# How did you learn to cast?



## houfinchaser (Oct 10, 2008)

After fishing with a rod & reel my whole life I am going to jump into fly fishing. I want to learn how to cast the correct way. I have heard repeatedly from people to hire an instructor. Any suggestions? Any good instructors out there that you have actually taken a lesson from and would recommend? Any good instructional videos?


----------



## Dave Kelly (Aug 10, 2006)

houfinchaser said:


> After fishing with a rod & reel my whole life I am going to jump into fly fishing. I want to learn how to cast the correct way. I have heard repeatedly from people to hire an instructor. Any suggestions? Any good instructors out there that you have actually taken a lesson from and would recommend? Any good instructional videos?


Capt. Chris Phillips at FTU is an execllent instructor.

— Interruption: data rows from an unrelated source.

//! The immutable game catalog: resource types, recepts, and machine types.
//!
//! Built once at startup through [`CatalogBuilder`] and frozen by `build()`,
//! which validates every cross-reference. After that point lookups cannot
//! fail for well-formed ids, which is why the simulation treats a failed
//! lookup as a contract violation rather than a recoverable error.

use crate::fixed::Fixed64;
use crate::id::{MachineKey, MachineTypeId, ReceptId, ResourceTypeId};
use std::collections::HashMap;

// ---------------------------------------------------------------------------
// Definitions
// ---------------------------------------------------------------------------

/// Physical form of a resource. Selects whether goods of this form ride the
/// logistics fleet during reconciliation or move locally (see
/// [`ResourceFormat::is_mobile`]).
#[derive(Debug, Clone, Copy, PartialEq, Eq, Hash, serde::Serialize, serde::Deserialize)]
pub enum ResourceFormat {
    Particulate,
    Plate,
    Gas,
    Liquid,
    Heat,
    Energy,
    Radiance,
    Interference,
    /// Bare unit-count goods, e.g. the logistics drones themselves.
    Unit,
}

impl ResourceFormat {
    /// Whether goods of this format are carried by the logistics fleet
    /// between machines. Plates, heat, and energy move locally and are not
    /// counted against transport capacity.
    pub fn is_mobile(self) -> bool {
        matches!(self, Self::Particulate | Self::Liquid | Self::Unit)
    }
}

/// A resource type definition.
#[derive(Debug, Clone)]
pub struct ResourceTypeDef {
    pub name: String,
    pub format: ResourceFormat,
}

/// One side entry of a recept: a resource and its amount per full-power
/// unit per tick.
#[derive(Debug, Clone, Copy, PartialEq, serde::Serialize, serde::Deserialize)]
pub struct ReceptPart {
    pub resource: ResourceTypeId,
    pub rate: Fixed64,
}

/// A recipe definition: what one full-power unit consumes and produces per
/// tick. Resource ids are unique within each side (validated at build).
#[derive(Debug, Clone)]
pub struct ReceptDef {
    pub name: String,
    pub inputs: Vec<ReceptPart>,
    pub outputs: Vec<ReceptPart>,
}

/// Selects the throttle path a machine type runs through each micro-step.
#[derive(Debug, Clone, Copy, PartialEq, Eq, serde::Serialize, serde::Deserialize)]
pub enum MachineKind {
    /// Extracts from a zone deposit; capped by deposit slots and scaled by
    /// deposit performance.
    Miner,
    /// Transforms ledger stock to ledger stock.
    Production,
}

/// A machine type definition.
#[derive(Debug, Clone)]
pub struct MachineTypeDef {
    pub name: String,
    pub kind: MachineKind,
    /// Recepts this machine type may run. The idle entry (`None`) always
    /// exists implicitly.
    pub available: Vec<ReceptId>,
    /// Build cost per unit.
    pub cost: Vec<(ResourceTypeId, Fixed64)>,
    pub size: Fixed64,
    pub weight: Fixed64,
}

/// What a freshly joined player starts with.
#[derive(Debug, Clone)]
pub struct StartProfile {
    /// Initial stock per resource.
    pub stock: Fixed64,
    /// Initial storage ceiling per resource.
    pub stock_max: Fixed64,
    /// Size and weight budgets for built machines.
    pub size_max: Fixed64,
    pub weight_max: Fixed64,
    /// A machine entry pre-built at count 1, typically the logistics core.
    pub machine: Option<MachineKey>,
}

impl Default for StartProfile {
    fn default() -> Self {
        Self {
            stock: Fixed64::from_num(0),
            stock_max: Fixed64::from_num(1000),
            size_max: Fixed64::from_num(10000),
            weight_max: Fixed64::from_num(10000),
            machine: None,
        }
    }
}

// ---------------------------------------------------------------------------
// Errors
// ---------------------------------------------------------------------------

#[derive(Debug, thiserror::Error)]
pub enum CatalogError {
    #[error("recept '{recept}' references unknown resource {resource:?}")]
    UnknownResourceRef {
        recept: String,
        resource: ResourceTypeId,
    },
    #[error("recept '{recept}' lists resource {resource:?} twice on one side")]
    DuplicateReceptResource {
        recept: String,
        resource: ResourceTypeId,
    },
    #[error("machine type '{machine}' references unknown recept {recept:?}")]
    UnknownReceptRef { machine: String, recept: ReceptId },
    #[error("machine type '{machine}' cost references unknown resource {resource:?}")]
    UnknownCostRef {
        machine: String,
        resource: ResourceTypeId,
    },
    #[error("miner type '{machine}' recept '{recept}' must have exactly one output and no inputs")]
    MinerReceptShape { machine: String, recept: String },
    #[error("no logistics resource designated")]
    MissingLogistics,
    #[error("start profile references unknown machine entry {key:?}")]
    UnknownStartMachine { key: MachineKey },
}

// ---------------------------------------------------------------------------
// Builder
// ---------------------------------------------------------------------------

/// Builder for constructing an immutable [`Catalog`].
/// Two-phase lifecycle: registration, then validating finalization.
#[derive(Debug, Default)]
pub struct CatalogBuilder {
    resources: Vec<ResourceTypeDef>,
    resource_name_to_id: HashMap<String, ResourceTypeId>,
    recepts: Vec<ReceptDef>,
    recept_name_to_id: HashMap<String, ReceptId>,
    machines: Vec<MachineTypeDef>,
    machine_name_to_id: HashMap<String, MachineTypeId>,
    logistics: Option<ResourceTypeId>,
    start: StartProfile,
}

impl CatalogBuilder {
    pub fn new() -> Self {
        Self::default()
    }

    /// Register a resource type. Returns its id.
    pub fn register_resource(&mut self, name: &str, format: ResourceFormat) -> ResourceTypeId {
        let id = ResourceTypeId(self.resources.len() as u32);
        self.resources.push(ResourceTypeDef {
            name: name.to_string(),
            format,
        });
        self.resource_name_to_id.insert(name.to_string(), id);
        id
    }

    /// Register a recept. Returns its id.
    pub fn register_recept(
        &mut self,
        name: &str,
        inputs: Vec<ReceptPart>,
        outputs: Vec<ReceptPart>,
    ) -> ReceptId {
        let id = ReceptId(self.recepts.len() as u32);
        self.recepts.push(ReceptDef {
            name: name.to_string(),
            inputs,
            outputs,
        });
        self.recept_name_to_id.insert(name.to_string(), id);
        id
    }

    /// Register a machine type. Returns its id.
    pub fn register_machine(
        &mut self,
        name: &str,
        kind: MachineKind,
        available: Vec<ReceptId>,
        cost: Vec<(ResourceTypeId, Fixed64)>,
        size: Fixed64,
        weight: Fixed64,
    ) -> MachineTypeId {
        let id = MachineTypeId(self.machines.len() as u32);
        self.machines.push(MachineTypeDef {
            name: name.to_string(),
            kind,
            available,
            cost,
            size,
            weight,
        });
        self.machine_name_to_id.insert(name.to_string(), id);
        id
    }

    /// Designate the logistics-capacity resource.
    pub fn set_logistics(&mut self, resource: ResourceTypeId) {
        self.logistics = Some(resource);
    }

    /// Set the start profile handed to every joining player.
    pub fn set_start_profile(&mut self, start: StartProfile) {
        self.start = start;
    }

    pub fn resource_id(&self, name: &str) -> Option<ResourceTypeId> {
        self.resource_name_to_id.get(name).copied()
    }

    pub fn recept_id(&self, name: &str) -> Option<ReceptId> {
        self.recept_name_to_id.get(name).copied()
    }

    pub fn machine_id(&self, name: &str) -> Option<MachineTypeId> {
        self.machine_name_to_id.get(name).copied()
    }

    /// Validate every cross-reference and freeze the catalog.
    pub fn build(self) -> Result<Catalog, CatalogError> {
        let resource_count = self.resources.len() as u32;

        for recept in &self.recepts {
            for side in [&recept.inputs, &recept.outputs] {
                let mut seen = Vec::with_capacity(side.len());
                for part in side {
                    if part.resource.0 >= resource_count {
                        return Err(CatalogError::UnknownResourceRef {
                            recept: recept.name.clone(),
                            resource: part.resource,
                        });
                    }
                    if seen.contains(&part.resource) {
                        return Err(CatalogError::DuplicateReceptResource {
                            recept: recept.name.clone(),
                            resource: part.resource,
                        });
                    }
                    seen.push(part.resource);
                }
            }
        }

        for machine in &self.machines {
            for recept_id in &machine.available {
                let Some(recept) = self.recepts.get(recept_id.0 as usize) else {
                    return Err(CatalogError::UnknownReceptRef {
                        machine: machine.name.clone(),
                        recept: *recept_id,
                    });
                };
                if machine.kind == MachineKind::Miner
                    && (recept.outputs.len() != 1 || !recept.inputs.is_empty())
                {
                    return Err(CatalogError::MinerReceptShape {
                        machine: machine.name.clone(),
                        recept: recept.name.clone(),
                    });
                }
            }
            for (resource, _) in &machine.cost {
                if resource.0 >= resource_count {
                    return Err(CatalogError::UnknownCostRef {
                        machine: machine.name.clone(),
                        resource: *resource,
                    });
                }
            }
        }

        let logistics = self.logistics.ok_or(CatalogError::MissingLogistics)?;
        if logistics.0 >= resource_count {
            return Err(CatalogError::UnknownResourceRef {
                recept: "<logistics>".to_string(),
                resource: logistics,
            });
        }

        if let Some(key) = self.start.machine {
            let valid = self
                .machines
                .get(key.machine_type.0 as usize)
                .is_some_and(|m| match key.recept {
                    None => true,
                    Some(r) => m.available.contains(&r),
                });
            if !valid {
                return Err(CatalogError::UnknownStartMachine { key });
            }
        }

        Ok(Catalog {
            resources: self.resources,
            resource_name_to_id: self.resource_name_to_id,
            recepts: self.recepts,
            recept_name_to_id: self.recept_name_to_id,
            machines: self.machines,
            machine_name_to_id: self.machine_name_to_id,
            logistics,
            start: self.start,
        })
    }
}

// ---------------------------------------------------------------------------
// Catalog
// ---------------------------------------------------------------------------

/// Immutable catalog. Frozen after build(). Thread-safe to share.
#[derive(Debug)]
pub struct Catalog {
    resources: Vec<ResourceTypeDef>,
    resource_name_to_id: HashMap<String, ResourceTypeId>,
    recepts: Vec<ReceptDef>,
    recept_name_to_id: HashMap<String, ReceptId>,
    machines: Vec<MachineTypeDef>,
    machine_name_to_id: HashMap<String, MachineTypeId>,
    logistics: ResourceTypeId,
    start: StartProfile,
}

impl Catalog {
    pub fn resource(&self, id: ResourceTypeId) -> Option<&ResourceTypeDef> {
        self.resources.get(id.0 as usize)
    }

    pub fn recept(&self, id: ReceptId) -> Option<&ReceptDef> {
        self.recepts.get(id.0 as usize)
    }

    pub fn machine(&self, id: MachineTypeId) -> Option<&MachineTypeDef> {
        self.machines.get(id.0 as usize)
    }

    pub fn resource_id(&self, name: &str) -> Option<ResourceTypeId> {
        self.resource_name_to_id.get(name).copied()
    }

    pub fn recept_id(&self, name: &str) -> Option<ReceptId> {
        self.recept_name_to_id.get(name).copied()
    }

    pub fn machine_id(&self, name: &str) -> Option<MachineTypeId> {
        self.machine_name_to_id.get(name).copied()
    }

    /// All resource ids in registration order.
    pub fn resource_ids(&self) -> impl Iterator<Item = ResourceTypeId> + '_ {
        (0..self.resources.len() as u32).map(ResourceTypeId)
    }

    /// All recept ids in registration order.
    pub fn recept_ids(&self) -> impl Iterator<Item = ReceptId> + '_ {
        (0..self.recepts.len() as u32).map(ReceptId)
    }

    /// All machine type ids in registration order.
    pub fn machine_ids(&self) -> impl Iterator<Item = MachineTypeId> + '_ {
        (0..self.machines.len() as u32).map(MachineTypeId)
    }

    /// The resource whose stock caps total mobile throughput per tick.
    pub fn logistics(&self) -> ResourceTypeId {
        self.logistics
    }

    pub fn start_profile(&self) -> &StartProfile {
        &self.start
    }

    pub fn resource_count(&self) -> usize {
        self.resources.len()
    }

    pub fn recept_count(&self) -> usize {
        self.recepts.len()
    }

    pub fn machine_count(&self) -> usize {
        self.machines.len()
    }
}

// ===========================================================================
// Tests
// ===========================================================================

The TexasFlyFisher has several FFFCCI members (Federation of Fly Fishers Certified Casting Insturcures). Free to members ( dues $24.00 year ) $50 for non- members.

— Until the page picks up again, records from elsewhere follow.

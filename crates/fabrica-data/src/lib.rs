//! Game pack loading: RON schema, name resolution, and the embedded base
//! content.

pub mod loader;
pub mod schema;

pub use loader::{DataLoadError, GamePack, load_path, load_str};

/// The default game content, embedded at compile time.
pub fn base_pack() -> Result<GamePack, DataLoadError> {
    load_str(include_str!("../data/base.ron"))
}
//! One game world: a shared catalog, its zones, and every joined player.
//!
//! The instance is a plain synchronous state machine. Whoever owns it (a
//! scheduler task, a test) calls [`GameInstance::advance_tick`] at whatever
//! cadence it likes; determinism comes from the fixed iteration orders
//! inside, not from timing.

use crate::catalog::Catalog;
use crate::command::Command;
use crate::deposit::Zone;
use crate::error::ContractViolation;
use crate::event::{Event, JoinSnapshot};
use crate::fixed::Ticks;
use crate::id::{PlayerId, ZoneId};
use crate::player::Player;
use std::collections::BTreeMap;
use std::sync::Arc;

/// A running game world.
#[derive(Debug)]
pub struct GameInstance {
    catalog: Arc<Catalog>,
    zones: Vec<Zone>,
    players: BTreeMap<PlayerId, Player>,
    tick: Ticks,
}

impl GameInstance {
    pub fn new(catalog: Arc<Catalog>, zones: Vec<Zone>) -> Self {
        Self {
            catalog,
            zones,
            players: BTreeMap::new(),
            tick: 0,
        }
    }

    pub fn catalog(&self) -> &Catalog {
        &self.catalog
    }

    pub fn tick(&self) -> Ticks {
        self.tick
    }

    pub fn player(&self, id: &PlayerId) -> Option<&Player> {
        self.players.get(id)
    }

    pub fn player_count(&self) -> usize {
        self.players.len()
    }

    /// Join a player, or rejoin an existing one. Either way the caller gets
    /// the full join snapshot for the player's current state.
    pub fn add_player(&mut self, id: PlayerId) -> Result<JoinSnapshot, ContractViolation> {
        if self.zones.is_empty() {
            return Err(ContractViolation::MissingZone(ZoneId(0)));
        }
        if !self.players.contains_key(&id) {
            // TODO: spread players across zones once worlds carry more than
            // one; every player binds to zone 0 for now.
            let player = Player::new(&self.catalog, id.clone(), ZoneId(0));
            self.players.insert(id.clone(), player);
        }
        self.join_snapshot(&id)
    }

    /// Queue a command for a player; it applies at the next tick boundary.
    pub fn submit(&mut self, id: &PlayerId, command: Command) -> Result<(), ContractViolation> {
        self.players
            .get_mut(id)
            .ok_or_else(|| ContractViolation::UnknownPlayer(id.clone()))?
            .enqueue(command);
        Ok(())
    }

    /// Run one tick: apply every player's queued commands, then run every
    /// player's turn against their bound zone. Players are visited in id
    /// order both times.
    pub fn advance_tick(&mut self) -> Result<(), ContractViolation> {
        let Self {
            catalog,
            zones,
            players,
            tick,
        } = self;
        for player in players.values_mut() {
            player.apply_pending(catalog)?;
        }
        for player in players.values_mut() {
            let zone_id = player.zone();
            let zone = zones
                .get_mut(zone_id.0 as usize)
                .ok_or(ContractViolation::MissingZone(zone_id))?;
            player.turn(catalog, zone)?;
        }
        *tick += 1;
        Ok(())
    }

    /// Drain a player's outbound events.
    pub fn drain_events(&mut self, id: &PlayerId) -> Result<Vec<Event>, ContractViolation> {
        Ok(self
            .players
            .get_mut(id)
            .ok_or_else(|| ContractViolation::UnknownPlayer(id.clone()))?
            .drain_events())
    }

    /// Full snapshot for a (re)joining client.
    pub fn join_snapshot(&self, id: &PlayerId) -> Result<JoinSnapshot, ContractViolation> {
        let player = self
            .players
            .get(id)
            .ok_or_else(|| ContractViolation::UnknownPlayer(id.clone()))?;
        let zone = self
            .zones
            .get(player.zone().0 as usize)
            .ok_or(ContractViolation::MissingZone(player.zone()))?;
        Ok(player.join_snapshot(&self.catalog, zone))
    }
}

// ===========================================================================
// Tests
// ===========================================================================
//! Durable file-backed cache for pulled recordings.
//!
//! One entry per recording id, stored under a single root directory.
//! Every write is all-or-nothing: the entry is assembled in a temp file
//! and committed with a rename, so a reader never observes a partial
//! entry. Absence on read is a normal outcome, not an error.

mod store;

pub use store::{CachedVideo, VideoCache};

/// Default retention for [`VideoCache::sweep_expired`].
pub const DEFAULT_MAX_AGE_DAYS: u32 = 7;

/// Errors produced by the cache.
#[derive(Debug, thiserror::Error)]
pub enum CacheError {
    #[error("I/O error: {0}")]
    Io(#[from] std::io::Error),

    #[error("metadata error: {0}")]
    Json(#[from] serde_json::Error),

    #[error(transparent)]
    InvalidId(#[from] recbridge_protocol::InvalidRecordingId),

    #[error("corrupt cache entry: {0}")]
    Corrupt(String),
}
//! Wire protocol types for recorder-to-publisher video transfers.
//!
//! A *producer* (the recorder component) streams a finished screen
//! recording to a *consumer* (the publishing client) over a chunked
//! session: `INIT → CHUNK* → FINISH`. Outside the session, consumers
//! talk to the producer with one-shot requests (ping, catalogue
//! listing, pull requests). This crate defines the serde types for
//! both, plus the storage key scheme shared by the cache, the status
//! board, and progress records.

pub mod frames;
pub mod keys;
pub mod requests;
pub mod types;

pub use frames::TransferFrame;
pub use keys::{
    CACHE_KEY_PREFIX, PROGRESS_KEY_PREFIX, STATUS_KEY_PREFIX, InvalidRecordingId, cache_key,
    progress_key, status_key, validate_recording_id,
};
pub use requests::{
    ListRecordingsRequest, ListRecordingsResponse, PullRecordingRequest, PullRecordingResponse,
};
pub use types::{RecordingFormat, RecordingInfo, TransferMetadata, TransferPhase, TransferStatus};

http://www.texasflyfishers.org/

Some of our members live in the League City area.

I learned from an old carpenter on a calichi construction site in the middle of Odessa after he got off of work. He worked for my dad and that was 59 years ago. Hes probably still down on the Pecos River somewhere chasing Rio Grande Perch.


----------



## Dave Kelly (Aug 10, 2006)

Word of caution.

Do not buy any equipment until after you have a few lessons.
Never met an instructor who did not have equipment for his students to use.


----------



## Bretticu$ (May 9, 2006)

Go talk to Robert in the fly shop at Bass Pro Shops in Katy. He has a really cool intro that I found super informational. ITS FREE, its no pressure, and they give you a coupon for a percentage off anything in the fly shop. You can try different weights of rods and such. Its an hour long, and starts at 9AM saturday mornings.

Hope this helps.


----------



## Salty Dog (Jan 29, 2005)

I can tell you how not to learn. I started out with a crappy Martin combo that Wal Mart or K Mart use to sell. It was horrible. Everyone told me you had to pop it like a buggy whip. I was about 11 or 12 years old at the time and honestly the folks who gave me advice had never even seen a flyrod before much less held or cast one. I flailed around until I could kinda sorta cast. 

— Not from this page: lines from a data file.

use std::path::{Path, PathBuf};

use serde::{Deserialize, Serialize};
use tokio::io::AsyncReadExt;
use tracing::{debug, info, warn};

use recbridge_protocol::{CACHE_KEY_PREFIX, cache_key, validate_recording_id};

use crate::CacheError;

/// A cached recording binary with its metadata.
#[derive(Debug, Clone, PartialEq)]
pub struct CachedVideo {
    pub data: Vec<u8>,
    pub mime_type: String,
    /// Size of `data` in bytes.
    pub size: u64,
    /// Epoch milliseconds the entry was written.
    pub cached_at: i64,
}

/// Metadata header persisted in front of the binary payload.
#[derive(Debug, Clone, Serialize, Deserialize)]
#[serde(rename_all = "camelCase")]
struct EntryMeta {
    mime_type: String,
    size: u64,
    cached_at: i64,
}

/// Durable key→binary map rooted at one directory.
///
/// Entry file layout (single file, so one rename commits atomically):
///
/// ```text
/// [4 bytes BE: meta_len][meta_len bytes: meta JSON][raw binary data]
/// ```
///
/// An internal mutex serializes operations; each call is a
/// self-contained transaction and no handle leaks across calls.
/// Concurrent puts on the same id are last-write-wins.
pub struct VideoCache {
    root: PathBuf,
    lock: tokio::sync::Mutex<()>,
}

impl VideoCache {
    /// Opens (and creates if needed) a cache rooted at `root`.
    pub async fn open(root: impl Into<PathBuf>) -> Result<Self, CacheError> {
        let root = root.into();
        tokio::fs::create_dir_all(&root).await?;
        Ok(Self {
            root,
            lock: tokio::sync::Mutex::new(()),
        })
    }

    /// Stores `data` under `recording_id`, overwriting any prior entry.
    pub async fn put(
        &self,
        recording_id: &str,
        data: Vec<u8>,
        mime_type: &str,
    ) -> Result<(), CacheError> {
        validate_recording_id(recording_id)?;
        let _guard = self.lock.lock().await;

        let meta = EntryMeta {
            mime_type: mime_type.to_string(),
            size: data.len() as u64,
            cached_at: chrono::Utc::now().timestamp_millis(),
        };
        let bytes = encode_entry(&meta, &data)?;

        // Unique temp name so racing puts never collide; the rename
        // decides last-write-wins.
        let key = cache_key(recording_id);
        let tmp = self
            .root
            .join(format!(".{key}.{}.tmp", uuid::Uuid::new_v4()));
        let dest = self.root.join(&key);

        tokio::fs::write(&tmp, &bytes).await?;
        if let Err(e) = tokio::fs::rename(&tmp, &dest).await {
            let _ = tokio::fs::remove_file(&tmp).await;
            return Err(e.into());
        }

        info!(recording_id, size = meta.size, mime_type, "cached recording");
        Ok(())
    }

    /// Returns the cached entry, or `None` if absent. Absence is a
    /// normal, retryable outcome.
    pub async fn get(&self, recording_id: &str) -> Result<Option<CachedVideo>, CacheError> {
        validate_recording_id(recording_id)?;
        let _guard = self.lock.lock().await;

        let path = self.root.join(cache_key(recording_id));
        let bytes = match tokio::fs::read(&path).await {
            Ok(b) => b,
            Err(e) if e.kind() == std::io::ErrorKind::NotFound => return Ok(None),
            Err(e) => return Err(e.into()),
        };
        decode_entry(&bytes).map(Some)
    }

    /// Removes the entry for `recording_id`. Deleting a missing entry
    /// is not an error.
    pub async fn delete(&self, recording_id: &str) -> Result<(), CacheError> {
        validate_recording_id(recording_id)?;
        let _guard = self.lock.lock().await;

        let path = self.root.join(cache_key(recording_id));
        match tokio::fs::remove_file(&path).await {
            Ok(()) => {
                debug!(recording_id, "cache entry deleted");
                Ok(())
            }
            Err(e) if e.kind() == std::io::ErrorKind::NotFound => Ok(()),
            Err(e) => Err(e.into()),
        }
    }

    /// Deletes entries older than `max_age_days` and returns the count
    /// deleted. A second immediate call deletes 0.
    pub async fn sweep_expired(&self, max_age_days: u32) -> Result<usize, CacheError> {
        let _guard = self.lock.lock().await;

        let max_age_ms = i64::from(max_age_days) * 86_400_000;
        let now = chrono::Utc::now().timestamp_millis();
        let mut deleted = 0;

        for path in self.entry_paths().await? {
            let meta = match read_meta_header(&path).await {
                Ok(m) => m,
                Err(e) => {
                    warn!(path = %path.display(), error = %e, "skipping unreadable cache entry");
                    continue;
                }
            };
            if now - meta.cached_at > max_age_ms {
                tokio::fs::remove_file(&path).await?;
                deleted += 1;
            }
        }

        info!(deleted, max_age_days, "cache sweep finished");
        Ok(deleted)
    }

    /// Sum of all entries' payload sizes in bytes.
    pub async fn total_size(&self) -> Result<u64, CacheError> {
        let _guard = self.lock.lock().await;

        let mut total = 0;
        for path in self.entry_paths().await? {
            match read_meta_header(&path).await {
                Ok(meta) => total += meta.size,
                Err(e) => {
                    warn!(path = %path.display(), error = %e, "skipping unreadable cache entry");
                }
            }
        }
        Ok(total)
    }

    /// Recording ids currently cached, in sorted order.
    pub async fn entries(&self) -> Result<Vec<String>, CacheError> {
        let _guard = self.lock.lock().await;

        let mut ids = Vec::new();
        for path in self.entry_paths().await? {
            if let Some(name) = path.file_name().and_then(|n| n.to_str()) {
                if let Some(id) = name.strip_prefix(CACHE_KEY_PREFIX) {
                    ids.push(id.to_string());
                }
            }
        }
        ids.sort();
        Ok(ids)
    }

    /// Paths of all committed entry files (temp files excluded).
    async fn entry_paths(&self) -> Result<Vec<PathBuf>, CacheError> {
        let mut paths = Vec::new();
        let mut dir = tokio::fs::read_dir(&self.root).await?;
        while let Some(item) = dir.next_entry().await? {
            let name = item.file_name();
            let Some(name) = name.to_str() else { continue };
            if name.starts_with(CACHE_KEY_PREFIX) {
                paths.push(item.path());
            }
        }
        Ok(paths)
    }
}

fn encode_entry(meta: &EntryMeta, data: &[u8]) -> Result<Vec<u8>, CacheError> {
    let meta_bytes = serde_json::to_vec(meta)?;
    let meta_len = meta_bytes.len() as u32;

    let mut buf = Vec::with_capacity(4 + meta_bytes.len() + data.len());
    buf.extend_from_slice(&meta_len.to_be_bytes());
    buf.extend_from_slice(&meta_bytes);
    buf.extend_from_slice(data);
    Ok(buf)
}

fn decode_entry(bytes: &[u8]) -> Result<CachedVideo, CacheError> {
    if bytes.len() < 4 {
        return Err(CacheError::Corrupt("entry shorter than header".into()));
    }
    let meta_len = u32::from_be_bytes([bytes[0], bytes[1], bytes[2], bytes[3]]) as usize;
    if bytes.len() < 4 + meta_len {
        return Err(CacheError::Corrupt(format!(
            "meta length {meta_len} exceeds entry size {}",
            bytes.len()
        )));
    }

    let meta: EntryMeta = serde_json::from_slice(&bytes[4..4 + meta_len])
        .map_err(|e| CacheError::Corrupt(format!("bad meta JSON: {e}")))?;
    let data = bytes[4 + meta_len..].to_vec();
    if meta.size != data.len() as u64 {
        return Err(CacheError::Corrupt(format!(
            "meta size {} does not match payload size {}",
            meta.size,
            data.len()
        )));
    }

    Ok(CachedVideo {
        data,
        mime_type: meta.mime_type,
        size: meta.size,
        cached_at: meta.cached_at,
    })
}

/// Reads just the metadata header of an entry file.
async fn read_meta_header(path: &Path) -> Result<EntryMeta, CacheError> {
    let mut file = tokio::fs::File::open(path).await?;

    let mut len_buf = [0u8; 4];
    file.read_exact(&mut len_buf).await?;
    let meta_len = u32::from_be_bytes(len_buf) as usize;

    let mut meta_buf = vec![0u8; meta_len];
    file.read_exact(&mut meta_buf).await?;
    serde_json::from_slice(&meta_buf)
        .map_err(|e| CacheError::Corrupt(format!("bad meta JSON: {e}")))
}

Then a couple years later I bought a better setup, read alot of books and still pretty much sucked. But I caught fish here and there.

Then I got some lessons. Had to go back and unlearn all the bad habits I taught myself. I am still not the best at casting a flyrod but I do well enough to catch fish and I don't embarrass myself.

Spend the money on a few lessons with a good instructor and then go buy a decent setup. Time and money well spent. I can't tell you the frustration and the number of times I quit only to come back and try it again, get frustrated and quit again.


----------



## Animal Chris (May 21, 2004)

the instructors with the Texas Flyfishers hold several different levels of classes throughout the year. Check the website for the next class.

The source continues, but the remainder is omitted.